Printing Houses in Revolutionary Greece: Kalamata – Corinth (1821 – 1822)

Printing was one of the most potent weapons the revolutionaries had at their disposal in 1821-1827. Six printing houses were established in the liberated regions of Greece, with the intent of supporting the struggle for liberty, and followed the seat of the Administration wherever it was transferred: Kalamata – Corinth, Missolonghi, Psara, Hydra, Athens, and Nafplion. Their operation was always connected with political and military developments.

In fact, three printing houses were established in administrative centers. The philhellenes’ contributions in funds and expertise proved invaluable to setting them up. Of the six printing houses, that of Kalamata was perhaps the most closely associated with the revolutionaries’ management of printed information. Alexandros Ypsilantis had proclamations of the revolution printed at the Greek printing house in Iasi, while his brother Demetrios Ypsilantis brought a printing press from Trieste to Kalamata, which he installed in an abandoned mosque near the gate of the fortress of the city. Its operation was brief.
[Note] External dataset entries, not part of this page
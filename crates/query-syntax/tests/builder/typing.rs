use super::helpers::*;
use model::core::{data_type::DataType, types::TypeRef};
use query_syntax::{
    Method,
    builder::{constant, new_object, source},
};

#[test]
fn test_query_operators_keep_query_shape() {
    let catalog = catalog();
    let total = prop(&catalog, "Order", "Total");

    let query = source("Order")
        .filter("x", |x| x.member(&total).gt(constant(0)))
        .skip(5);
    assert_eq!(query.ty(), TypeRef::query(TypeRef::entity("Order")));

    let projected = query.select("x", |x| x.member(&total));
    assert_eq!(
        projected.ty(),
        TypeRef::query(TypeRef::scalar(DataType::Double))
    );
}

#[test]
fn test_group_by_produces_grouping_elements() {
    let catalog = catalog();
    let customer = prop(&catalog, "Order", "Customer");

    let grouped = source("Order").group_by("x", |x| x.member(&customer));
    let element = grouped.element_type();
    assert_eq!(
        element,
        TypeRef::grouping(TypeRef::entity("Customer"), TypeRef::entity("Order"))
    );

    // Parameters of a lambda over the groups are typed as the grouping.
    let shaped = grouped.select("g", |g| {
        assert!(g.ty().is_grouping());
        new_object("<>Anon", vec![(dto("Count", TypeRef::scalar(DataType::Int)), g.count())])
    });
    assert_eq!(shaped.element_type(), TypeRef::object("<>Anon"));
}

#[test]
fn test_collection_operators_are_collection_shaped() {
    let catalog = catalog();
    let lines = prop(&catalog, "Order", "Lines");
    let quantity = prop(&catalog, "OrderLine", "Quantity");

    source("Order").select("x", |x| {
        let nav = x.member(&lines);
        let filtered = nav.filter("l", |l| l.member(&quantity).gt(constant(1)));
        assert!(filtered.ty().is_collection());

        let total = filtered.sum("l", |l| l.member(&quantity));
        assert_eq!(total.ty(), TypeRef::scalar(DataType::Int));
        total
    });
}

#[test]
fn test_predicates_are_boolean() {
    let catalog = catalog();
    let total = prop(&catalog, "Order", "Total");

    let any = source("Order").any_where("x", |x| x.member(&total).gt(constant(1)));
    assert_eq!(any.ty(), TypeRef::boolean());

    let count = source("Order").aggregate(Method::Count);
    assert_eq!(count.ty(), TypeRef::scalar(DataType::Int));
}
It was overseen by Konstantinos Tombras and Apostolos Nikolaidis from Kydonies, two printers who travelled to the Peloponnese from Psara, where they had sought refuge after the Turkish sack of their hometown.
In late 1821, the First National Assembly ratified the first Greek Constitution at Epidaurus and elected a government led by Alexandros Mavrokordatos, based in Corinth. Accordingly, the printing press was transferred there and continued to operate under Tombras and his assistants, eventually being supplemented with a second press from Livorno. The expedition of Dramalis and the Turkish conquest of Corinth put an end to the printing house in 1822.
The first Greek newspaper, the Greek Salpinx (Σάλπιγξ Ελληνική) was printed in Kalamata. Its director, Theokletos Pharmakidis, resigned his post in protest over ongoing censorship after only three issues (1, 5, 20, August 1821). The Corinth printing house issued the first printed edition of the first Constitution of Greece (the Provisional Regime, Προσωρινόν Πολίτευμα) in 1822, in addition to thirty widely circulated broadsides.